SS: Yes, it is exciting times. Now I wanna go back to the initiative that you were talking about earlier, because I know helping reps overcome challenges is something that you’re really focused on and, and you’re working to define the skills that reps need to be successful.

I’d love to learn a little bit more about this initiative and how you’re bringing it to life through your enablement programs. 

BM: Yeah, so I’ll share, I promise only a tiny bit of history here because I think it’s relevant. So about two years ago, Qualtrics was purchased by a private equity firm, and as a result, there has been a lot of change in the company, and that’s exactly what’s supposed to happen, right? Like you recognize the potential and you think through how can you just operate better and more effectively. But change is really hard for the field, especially when there has been so much of it in recent years. So, for example, we’ve made a ton of innovation to our own product, especially on the AI fronts.

We changed our pricing and packaging model, we. Are totally overhauling our sales process for how, what are the tools and systems that sellers use to progress a deal? Just so much change. And so as a result, my first year at the company, all we were really doing for the most part was change management. It was, hey, this policy has changed.

This is a new product. Here’s a new way to engage with Salesforce. And that stuff is critical, like you have to do it. So I don’t think we should have done anything differently, but. There’s only so much attention span that you have and that you can capture. And so a lot of the really core role excellence initiatives kind of fell by the wayside.

And so this year we’re really trying to make up for that. And so really two key initiatives. One is our rep playbook and then a leadership summit. And so the rep playbook is something that I’m really proud of. We’re releasing it hopefully a week from Friday, so it’s coming up soon. And the idea is how do we help our reps at every stage of the sales process?

So, hey, you wanna get really good at prospecting? Here’s some general knowledge about what good prospecting looks like, but more importantly, here’s how to do that at Qualtrics and do that well within the Qualtrics. Context. And so doing that for every stage of the journey. The program itself lives in a tool called Coda, but it’s really filled with tons of links.
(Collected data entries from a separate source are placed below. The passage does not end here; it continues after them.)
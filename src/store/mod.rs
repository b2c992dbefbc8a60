//! Local store for offline form capture.
//!
//! Holds three tables (pending forms, form sessions, form pages) in one
//! JSON document under the state directory. Every mutating call persists
//! the document, so a crash loses at most the write in flight. A call whose
//! write fails leaves the in-memory document as it was before the call.

mod records;
mod table;

pub use records::{
    Answers, FormPage, FormSession, NavigationState, NewPendingForm, PendingForm, Record,
};
pub use table::Table;

use std::collections::BTreeMap;
use std::fs;
use std::path::{Path, PathBuf};

use chrono::Utc;
use serde::{Deserialize, Serialize};
use thiserror::Error;
use tracing::{debug, info, warn};

/// Errors raised by the local store
#[derive(Error, Debug)]
pub enum StoreError {
    #[error("failed to access store file {path}: {source}")]
    Io {
        path: PathBuf,
        #[source]
        source: std::io::Error,
    },

    #[error("failed to serialize store: {0}")]
    Serialize(#[from] serde_json::Error),

    #[error("pending form {0} not found")]
    PendingFormNotFound(u64),

    #[error("no form session for case '{0}'")]
    SessionNotFound(String),

    #[error("step {step} is out of range for case '{case_id}' ({len} forms)")]
    StepOutOfRange {
        case_id: String,
        step: usize,
        len: usize,
    },

    #[error("form '{template}' is not in the sequence of case '{case_id}'")]
    FormNotInSequence { case_id: String, template: String },
}

/// On-disk layout of the store
#[derive(Debug, Clone, Default, Serialize, Deserialize)]
struct StoreDocument {
    #[serde(default)]
    next_id: u64,
    #[serde(default)]
    pending_forms: Table<PendingForm>,
    #[serde(default)]
    sessions: Table<FormSession>,
    #[serde(default)]
    pages: Table<FormPage>,
}

/// Counts of records removed by [`LocalStore::clear_session`]
#[derive(Debug, Clone, Copy, Default, PartialEq, Eq, Serialize)]
pub struct ClearSummary {
    pub sessions: usize,
    pub pages: usize,
    pub pending_forms: usize,
}

/// Offline store for pending forms, sessions and page state
#[derive(Debug)]
pub struct LocalStore {
    doc: StoreDocument,
    /// `None` for an in-memory store
    path: Option<PathBuf>,
}
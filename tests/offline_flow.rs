//! Integration tests for the offline capture flow
//!
//! Drives the public library API against a store file in a temp directory:
//! saving answers step by step, reopening the store, submitting through
//! in-process backends, and clearing a case.

use std::fs;
use std::sync::{Arc, Mutex};

use async_trait::async_trait;
use serde_json::json;
use tempfile::TempDir;

use clinical_capture::api::{ApiError, FormBackend, FormSubmission, SubmissionReceipt};
use clinical_capture::config::Config;
use clinical_capture::flow::{CaseContext, Direction, FormFlow};
use clinical_capture::store::{Answers, LocalStore};
use clinical_capture::submission::{SubmissionOutcome, SubmissionQueue};

// ─── Test doubles ─────────────────────────────────────────────────────────────

/// Backend that accepts everything except the listed templates
struct RecordingBackend {
    name: &'static str,
    refuse: Vec<&'static str>,
    received: Mutex<Vec<FormSubmission>>,
}

impl RecordingBackend {
    fn new(name: &'static str, refuse: Vec<&'static str>) -> Arc<Self> {
        Arc::new(Self {
            name,
            refuse,
            received: Mutex::new(Vec::new()),
        })
    }

    fn received(&self) -> Vec<FormSubmission> {
        self.received.lock().unwrap().clone()
    }
}

#[async_trait]
impl FormBackend for RecordingBackend {
    fn name(&self) -> &str {
        self.name
    }

    fn is_configured(&self) -> bool {
        true
    }

    async fn submit(&self, form: &FormSubmission) -> Result<SubmissionReceipt, ApiError> {
        if self.refuse.contains(&form.template_id.as_str()) {
            return Err(ApiError::network(self.name, "connection refused"));
        }
        self.received.lock().unwrap().push(form.clone());
        Ok(SubmissionReceipt {
            backend: self.name.to_string(),
            remote_id: Some(format!("{}-{}", self.name, form.pending_id)),
        })
    }

    async fn test_connection(&self) -> Result<bool, ApiError> {
        Ok(true)
    }
}

// ─── Helpers ──────────────────────────────────────────────────────────────────

struct TestContext {
    _temp_dir: TempDir,
    config: Config,
}

impl TestContext {
    fn new() -> Self {
        let temp_dir = TempDir::new().expect("Failed to create temp dir");
        let mut config = Config::default();
        config.paths.state = temp_dir.path().join("state").to_string_lossy().to_string();
        Self {
            _temp_dir: temp_dir,
            config,
        }
    }

    fn open(&self) -> LocalStore {
        LocalStore::open(self.config.store_path()).expect("Failed to open store")
    }

    fn flow(&self) -> FormFlow {
        FormFlow::from_config(&self.config.flow)
    }
}

fn answers(value: serde_json::Value) -> Answers {
    value.as_object().cloned().expect("answers must be an object")
}

fn case() -> CaseContext {
    CaseContext::new("case-17", "VOL-0042", "STUDY-7")
}

// ─── Tests ────────────────────────────────────────────────────────────────────

#[test]
fn test_answers_survive_reopen() {
    let ctx = TestContext::new();
    let flow = ctx.flow();

    {
        let mut store = ctx.open();
        let (_, next) = flow
            .save_and_navigate(
                &mut store,
                "proj-1",
                &case(),
                "Demographic Details",
                answers(json!({"age": 34, "sex": "F"})),
                Direction::Next,
            )
            .unwrap();
        assert!(next.unwrap().contains("/screening/medical-history?case=case-17"));
    }

    let store = ctx.open();
    let saved = store.load_answers("Demographic Details", "case-17").unwrap();
    assert_eq!(saved["age"], json!(34));
    assert_eq!(store.pending_forms_count(), 1);
}

#[test]
fn test_resave_updates_in_place() {
    let ctx = TestContext::new();
    let flow = ctx.flow();
    let mut store = ctx.open();

    for heart_rate in [70, 74] {
        flow.save_and_navigate(
            &mut store,
            "proj-1",
            &case(),
            "ECG",
            answers(json!({"heart_rate": heart_rate})),
            Direction::Next,
        )
        .unwrap();
    }

    let forms = store.pending_forms_for_case("case-17", None);
    assert_eq!(forms.len(), 1);
    assert_eq!(forms[0].answers["heart_rate"], json!(74));
}

#[tokio::test]
async fn test_partial_batch_keeps_failed_record_for_later() {
    let ctx = TestContext::new();
    let flow = ctx.flow();
    let mut store = ctx.open();

    for title in ["Medical History", "ECG", "COVID-19 Screening"] {
        flow.save_and_navigate(
            &mut store,
            "proj-1",
            &case(),
            title,
            answers(json!({"done": true})),
            Direction::Next,
        )
        .unwrap();
    }

    let primary = RecordingBackend::new("primary", vec!["ECG"]);
    let queue = SubmissionQueue::new(primary.clone());
    let report = queue.submit_case(&mut store, &case()).await.unwrap();

    assert_eq!(
        report.outcome(),
        SubmissionOutcome::Partial {
            succeeded: 2,
            total: 3
        }
    );
    assert!(primary
        .received()
        .iter()
        .all(|f| f.study_number.as_deref() == Some("STUDY-7")));
    drop(store);

    // The synced flags were persisted; only the failed form is left
    let mut store = ctx.open();
    let unsynced = store.unsynced_forms();
    assert_eq!(unsynced.len(), 1);
    assert_eq!(unsynced[0].template_id, "ECG");

    let retry = SubmissionQueue::new(RecordingBackend::new("primary", vec![]));
    let report = retry.submit_case(&mut store, &case()).await.unwrap();
    assert_eq!(report.outcome(), SubmissionOutcome::AllSucceeded);
    assert_eq!((report.total, report.skipped), (1, 2));
}

#[test]
fn test_corrupt_store_is_set_aside() {
    let ctx = TestContext::new();
    let path = ctx.config.store_path();
    fs::create_dir_all(path.parent().unwrap()).unwrap();
    fs::write(&path, "{ not json").unwrap();

    let store = ctx.open();
    assert_eq!(store.pending_forms_count(), 0);
    assert!(path.with_extension("json.corrupt").exists());
}

#[test]
fn test_clear_session_removes_case_records() {
    let ctx = TestContext::new();
    let mut store = ctx.open();
    let sequence = ctx.config.flow.form_sequence.clone();

    store
        .start_session("case-17", "VOL-0042", "STUDY-7", sequence.clone())
        .unwrap();
    store
        .save_page("case-17", "ecg", "leads", Answers::new(), true, vec![])
        .unwrap();
    store
        .save_answers("ECG", "case-17", Answers::new(), None, None)
        .unwrap();
    store
        .start_session("case-18", "VOL-0043", "STUDY-7", sequence)
        .unwrap();
    store
        .save_page("case-18", "ecg", "leads", Answers::new(), false, vec![])
        .unwrap();

    let summary = store.clear_session("case-17").unwrap();
    assert_eq!(
        (summary.sessions, summary.pages, summary.pending_forms),
        (1, 1, 1)
    );
    drop(store);

    let store = ctx.open();
    assert!(store.session("case-17").is_none());
    assert!(store.page("case-17", "ecg", "leads").is_none());
    assert!(store.page("case-18", "ecg", "leads").is_some());
    assert!(store.session("case-18").is_some());
}
//! Submission endpoints.

use axum::{
    extract::{Path, State},
    Json,
};

use crate::api::{SessionReceipt, SubmissionStatus};
use crate::flow::CaseContext;
use crate::rest::dto::{SubmissionResponse, SubmitRequest};
use crate::rest::error::{ApiError, ErrorResponse};
use crate::rest::state::ApiState;

/// Submit the unsynced forms of a case
#[utoipa::path(
    post,
    path = "/api/v1/cases/{case_id}/submit",
    tag = "Submission",
    params(
        ("case_id" = String, Path, description = "Case id")
    ),
    request_body = SubmitRequest,
    responses(
        (status = 200, description = "Batch report, including partial failures", body = SubmissionResponse),
        (status = 400, description = "Missing identifiers", body = ErrorResponse)
    )
)]
pub async fn submit_case(
    State(state): State<ApiState>,
    Path(case_id): Path<String>,
    Json(request): Json<SubmitRequest>,
) -> Result<Json<SubmissionResponse>, ApiError> {
    let context = CaseContext {
        case_id: Some(case_id),
        volunteer_id: request.volunteer_id,
        study_number: request.study_number,
    };

    let mut store = state.store.lock().await;
    let report = state.queue.submit_case(&mut store, &context).await?;
    Ok(Json(SubmissionResponse::from(report)))
}

/// Send the completed forms of a session to the API in one request
#[utoipa::path(
    post,
    path = "/api/v1/cases/{case_id}/session/submit",
    tag = "Submission",
    params(
        ("case_id" = String, Path, description = "Case id")
    ),
    responses(
        (status = 200, description = "API answer; local records are cleared on success", body = SessionReceipt),
        (status = 400, description = "Nothing completed yet", body = ErrorResponse),
        (status = 404, description = "No session for this case", body = ErrorResponse),
        (status = 502, description = "API unreachable or failed", body = ErrorResponse)
    )
)]
pub async fn submit_session(
    State(state): State<ApiState>,
    Path(case_id): Path<String>,
) -> Result<Json<SessionReceipt>, ApiError> {
    let mut store = state.store.lock().await;
    let receipt = state.queue.submit_session(&mut store, &case_id).await?;
    Ok(Json(receipt))
}

/// Ask the API whether a case was already submitted
#[utoipa::path(
    get,
    path = "/api/v1/cases/{case_id}/submission-status",
    tag = "Submission",
    params(
        ("case_id" = String, Path, description = "Case id")
    ),
    responses(
        (status = 200, description = "Submission state held by the API", body = SubmissionStatus),
        (status = 502, description = "API unreachable or failed", body = ErrorResponse)
    )
)]
pub async fn submission_status(
    State(state): State<ApiState>,
    Path(case_id): Path<String>,
) -> Result<Json<SubmissionStatus>, ApiError> {
    let status = state.queue.submission_status(&case_id).await?;
    Ok(Json(status))
}

/// Submit every unsynced form in the store
#[utoipa::path(
    post,
    path = "/api/v1/sync",
    tag = "Submission",
    responses(
        (status = 200, description = "Batch report", body = SubmissionResponse)
    )
)]
pub async fn sync(State(state): State<ApiState>) -> Json<SubmissionResponse> {
    let mut store = state.store.lock().await;
    let report = state.queue.sync_pending(&mut store).await;
    Json(SubmissionResponse::from(report))
}
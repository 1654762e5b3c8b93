//! Camera Rig Projection Example
//!
//! Loads a rig of pinhole cameras from YAML, projects one landmark through
//! every camera and prints the measurements and the stacked Jacobians.
//!
//! Usage:
//! ```bash
//! RUST_LOG=debug cargo run --example project_rig -- \
//!   --rig samples/rig.yaml \
//!   --point 0.1,-0.2,0.5 \
//!   --jacobians
//! ```

use camera_set::{CameraSet, JacobianRequest, PinholeCamera};
use clap::Parser;
use log::{error, info};
use nalgebra::Point3;
use std::path::PathBuf;

/// Project a landmark through a camera rig
#[derive(Parser, Debug)]
#[command(author, version, about, long_about = None)]
struct Cli {
    /// Path to the rig YAML file
    #[arg(short = 'r', long, default_value = "samples/rig.yaml")]
    rig: PathBuf,

    /// Landmark in world coordinates, as x,y,z
    #[arg(short = 'p', long, value_delimiter = ',', allow_hyphen_values = true, default_values_t = [0.0, 0.0, 0.0])]
    point: Vec<f64>,

    /// Also compute the pose, point and calibration Jacobians
    #[arg(short = 'j', long)]
    jacobians: bool,
}

fn main() -> Result<(), Box<dyn std::error::Error>> {
    env_logger::init();
    let cli = Cli::parse();

    let rig: CameraSet<PinholeCamera> = CameraSet::load_from_yaml(&cli.rig)?;
    rig.print(&format!("{}: ", cli.rig.display()));

    let [x, y, z] = cli.point[..] else {
        return Err(format!("expected 3 coordinates, got {}", cli.point.len()).into());
    };
    let point = Point3::new(x, y, z);
    let request = if cli.jacobians {
        JacobianRequest::all()
    } else {
        JacobianRequest::none()
    };

    let stacked = match rig.project(&point, request) {
        Ok(stacked) => stacked,
        Err(e) => {
            error!("Landmark {:?} cannot be observed by the rig: {}", point, e);
            return Err(e.into());
        }
    };

    info!("Projected {:?} into {} cameras", point, stacked.measurements.len());
    for (i, z) in stacked.measurements.iter().enumerate() {
        println!("camera {i}: u = {:.3}, v = {:.3}", z.x, z.y);
    }
    if let Some(f) = &stacked.pose_jacobian {
        println!("F (pose):{f}");
    }
    if let Some(e) = &stacked.point_jacobian {
        println!("E (point):{e}");
    }
    if let Some(h) = &stacked.calibration_jacobian {
        println!("H (calibration):{h}");
    }

    Ok(())
}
Again, everything that we link out goes back to Highspot, and we’re working on building a live programming session so that every quarter, if you’re like, you know what, I need to brush up on my discovery skills or my negotiation skills. If there’s a training that you can go to, or if you’re a new rep or a new employee, and then that playbook is the leave behind with, of course, again, all those links and resources contained within it.

So we’re really excited about that initiative. We’ve built it sort of hand in hand with sales, so expect to really see some meaningful engagement there and and hopefully see that reflected ultimately in our business results. And then briefly, I’ll say we’re hosting a leadership summit this summer. It’s the second.

One we’ve done, at least since I’ve been at the company, though I think some version of this predated me, um, where we bring all of our sales leaders together, we do three of them. We, we serve four different regions. So we’ll do one in Dublin, we’ll do one in Provo, and bring our Latin America team up to Provo, and then we’ll do one in Sydney for our a PJ team.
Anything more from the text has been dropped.